What the task asks:
Write out again the entries from the first line to the line that includes "use crate::config::GatewayConfig;", keeping both of those lines.

====== Data provided

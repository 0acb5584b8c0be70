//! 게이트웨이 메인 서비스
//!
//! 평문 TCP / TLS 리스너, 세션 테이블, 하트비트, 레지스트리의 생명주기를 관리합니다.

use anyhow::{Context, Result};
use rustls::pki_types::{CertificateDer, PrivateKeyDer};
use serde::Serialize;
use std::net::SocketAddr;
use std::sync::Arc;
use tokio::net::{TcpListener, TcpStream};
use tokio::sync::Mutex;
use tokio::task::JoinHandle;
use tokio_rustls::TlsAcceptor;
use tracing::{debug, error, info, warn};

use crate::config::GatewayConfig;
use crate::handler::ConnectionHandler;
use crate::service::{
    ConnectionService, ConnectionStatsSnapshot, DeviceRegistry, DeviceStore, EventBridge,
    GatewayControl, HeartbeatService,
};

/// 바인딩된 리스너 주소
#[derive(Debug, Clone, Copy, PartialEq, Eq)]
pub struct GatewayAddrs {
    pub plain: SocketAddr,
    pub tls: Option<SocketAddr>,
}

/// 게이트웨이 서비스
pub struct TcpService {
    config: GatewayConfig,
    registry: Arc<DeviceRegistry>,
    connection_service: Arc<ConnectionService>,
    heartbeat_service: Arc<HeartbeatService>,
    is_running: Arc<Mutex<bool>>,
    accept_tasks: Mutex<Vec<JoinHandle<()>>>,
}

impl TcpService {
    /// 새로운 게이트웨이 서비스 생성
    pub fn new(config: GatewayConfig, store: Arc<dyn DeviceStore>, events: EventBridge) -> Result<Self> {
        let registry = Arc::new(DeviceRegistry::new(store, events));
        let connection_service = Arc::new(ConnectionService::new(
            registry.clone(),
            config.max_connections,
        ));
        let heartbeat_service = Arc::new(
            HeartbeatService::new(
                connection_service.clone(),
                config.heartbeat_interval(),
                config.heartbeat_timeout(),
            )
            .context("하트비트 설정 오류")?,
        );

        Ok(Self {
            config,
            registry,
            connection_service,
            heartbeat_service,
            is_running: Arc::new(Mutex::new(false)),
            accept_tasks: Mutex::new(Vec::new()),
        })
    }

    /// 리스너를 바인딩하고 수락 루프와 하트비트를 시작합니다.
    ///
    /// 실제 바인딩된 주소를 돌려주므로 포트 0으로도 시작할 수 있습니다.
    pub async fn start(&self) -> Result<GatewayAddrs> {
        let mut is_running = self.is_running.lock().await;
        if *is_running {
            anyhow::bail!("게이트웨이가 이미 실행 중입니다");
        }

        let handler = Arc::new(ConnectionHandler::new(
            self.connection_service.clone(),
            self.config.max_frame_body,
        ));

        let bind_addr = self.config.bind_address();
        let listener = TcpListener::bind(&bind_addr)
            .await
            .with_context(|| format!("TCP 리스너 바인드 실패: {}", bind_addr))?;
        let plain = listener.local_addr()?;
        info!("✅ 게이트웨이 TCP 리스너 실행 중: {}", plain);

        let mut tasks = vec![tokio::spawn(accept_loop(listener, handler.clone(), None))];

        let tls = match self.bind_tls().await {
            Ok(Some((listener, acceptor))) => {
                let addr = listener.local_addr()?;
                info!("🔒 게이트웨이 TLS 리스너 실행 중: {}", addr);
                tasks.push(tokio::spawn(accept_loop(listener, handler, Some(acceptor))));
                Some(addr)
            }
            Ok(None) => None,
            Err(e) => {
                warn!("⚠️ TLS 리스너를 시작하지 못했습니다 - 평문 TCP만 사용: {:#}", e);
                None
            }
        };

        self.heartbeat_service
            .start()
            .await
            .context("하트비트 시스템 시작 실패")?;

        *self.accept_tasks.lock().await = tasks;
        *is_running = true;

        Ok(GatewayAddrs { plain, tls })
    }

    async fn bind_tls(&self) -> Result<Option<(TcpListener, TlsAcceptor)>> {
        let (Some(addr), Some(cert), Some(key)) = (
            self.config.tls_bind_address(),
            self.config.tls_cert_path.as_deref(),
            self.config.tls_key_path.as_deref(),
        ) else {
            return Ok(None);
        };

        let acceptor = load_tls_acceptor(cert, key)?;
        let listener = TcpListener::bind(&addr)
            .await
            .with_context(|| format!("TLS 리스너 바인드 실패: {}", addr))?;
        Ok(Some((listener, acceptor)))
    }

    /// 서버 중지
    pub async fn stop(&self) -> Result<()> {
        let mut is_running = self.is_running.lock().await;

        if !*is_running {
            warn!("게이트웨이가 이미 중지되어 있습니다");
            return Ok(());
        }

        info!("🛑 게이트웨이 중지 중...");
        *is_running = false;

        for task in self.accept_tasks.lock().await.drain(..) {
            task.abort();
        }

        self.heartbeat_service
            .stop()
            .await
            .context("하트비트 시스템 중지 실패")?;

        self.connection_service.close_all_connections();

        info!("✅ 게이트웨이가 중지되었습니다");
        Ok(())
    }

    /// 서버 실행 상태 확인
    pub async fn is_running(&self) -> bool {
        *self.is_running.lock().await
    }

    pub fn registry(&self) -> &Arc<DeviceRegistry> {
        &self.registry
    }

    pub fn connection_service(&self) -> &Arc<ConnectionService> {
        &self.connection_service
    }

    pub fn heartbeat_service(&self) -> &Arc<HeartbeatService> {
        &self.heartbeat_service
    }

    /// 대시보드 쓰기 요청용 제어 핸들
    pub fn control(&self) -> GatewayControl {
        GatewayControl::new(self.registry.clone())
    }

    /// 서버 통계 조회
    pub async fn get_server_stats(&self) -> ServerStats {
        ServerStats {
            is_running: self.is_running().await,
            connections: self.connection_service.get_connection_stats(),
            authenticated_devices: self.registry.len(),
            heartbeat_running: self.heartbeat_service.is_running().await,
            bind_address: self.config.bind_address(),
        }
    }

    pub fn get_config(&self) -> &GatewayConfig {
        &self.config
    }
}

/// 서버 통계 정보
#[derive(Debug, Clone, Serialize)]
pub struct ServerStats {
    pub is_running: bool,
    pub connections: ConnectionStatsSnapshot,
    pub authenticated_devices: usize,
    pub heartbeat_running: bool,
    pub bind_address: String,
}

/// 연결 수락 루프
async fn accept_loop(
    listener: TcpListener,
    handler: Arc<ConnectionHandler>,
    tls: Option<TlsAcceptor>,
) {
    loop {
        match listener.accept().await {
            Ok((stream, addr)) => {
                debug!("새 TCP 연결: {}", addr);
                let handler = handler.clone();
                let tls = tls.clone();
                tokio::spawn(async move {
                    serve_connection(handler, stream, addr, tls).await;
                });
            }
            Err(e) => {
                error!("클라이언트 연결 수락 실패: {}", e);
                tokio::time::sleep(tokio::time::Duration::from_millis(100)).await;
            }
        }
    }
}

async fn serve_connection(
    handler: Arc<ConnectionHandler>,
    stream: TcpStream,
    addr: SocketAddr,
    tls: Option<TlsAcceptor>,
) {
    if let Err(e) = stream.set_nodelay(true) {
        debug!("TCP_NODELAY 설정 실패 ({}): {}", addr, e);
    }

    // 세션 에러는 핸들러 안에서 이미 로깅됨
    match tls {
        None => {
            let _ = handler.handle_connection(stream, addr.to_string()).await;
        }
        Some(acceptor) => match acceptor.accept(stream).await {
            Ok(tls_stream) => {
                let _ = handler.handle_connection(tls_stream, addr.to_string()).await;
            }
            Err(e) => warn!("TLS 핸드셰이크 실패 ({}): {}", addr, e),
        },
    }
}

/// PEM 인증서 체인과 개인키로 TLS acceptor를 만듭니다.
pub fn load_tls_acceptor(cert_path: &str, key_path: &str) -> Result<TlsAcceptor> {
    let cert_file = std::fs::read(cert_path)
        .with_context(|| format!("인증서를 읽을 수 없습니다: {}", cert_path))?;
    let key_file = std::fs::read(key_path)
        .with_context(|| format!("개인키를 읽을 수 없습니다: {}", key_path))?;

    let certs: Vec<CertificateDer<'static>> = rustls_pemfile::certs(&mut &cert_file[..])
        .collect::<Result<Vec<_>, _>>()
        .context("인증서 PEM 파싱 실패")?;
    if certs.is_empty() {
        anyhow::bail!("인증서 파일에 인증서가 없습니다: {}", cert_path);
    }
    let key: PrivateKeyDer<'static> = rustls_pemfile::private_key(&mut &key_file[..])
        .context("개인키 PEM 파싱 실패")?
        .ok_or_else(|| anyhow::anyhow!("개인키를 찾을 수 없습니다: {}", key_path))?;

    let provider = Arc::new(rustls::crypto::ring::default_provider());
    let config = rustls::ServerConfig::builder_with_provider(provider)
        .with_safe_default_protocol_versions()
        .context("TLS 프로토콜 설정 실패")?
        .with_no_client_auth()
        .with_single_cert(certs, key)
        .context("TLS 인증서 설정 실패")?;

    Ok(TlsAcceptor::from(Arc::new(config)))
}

============

Exercise answer:
repository 0acb5584b8c0be70
//! 게이트웨이 메인 서비스
//!
//! 평문 TCP / TLS 리스너, 세션 테이블, 하트비트, 레지스트리의 생명주기를 관리합니다.

use anyhow::{Context, Result};
use rustls::pki_types::{CertificateDer, PrivateKeyDer};
use serde::Serialize;
use std::net::SocketAddr;
use std::sync::Arc;
use tokio::net::{TcpListener, TcpStream};
use tokio::sync::Mutex;
use tokio::task::JoinHandle;
use tokio_rustls::TlsAcceptor;
use tracing::{debug, error, info, warn};

use crate::config::GatewayConfig;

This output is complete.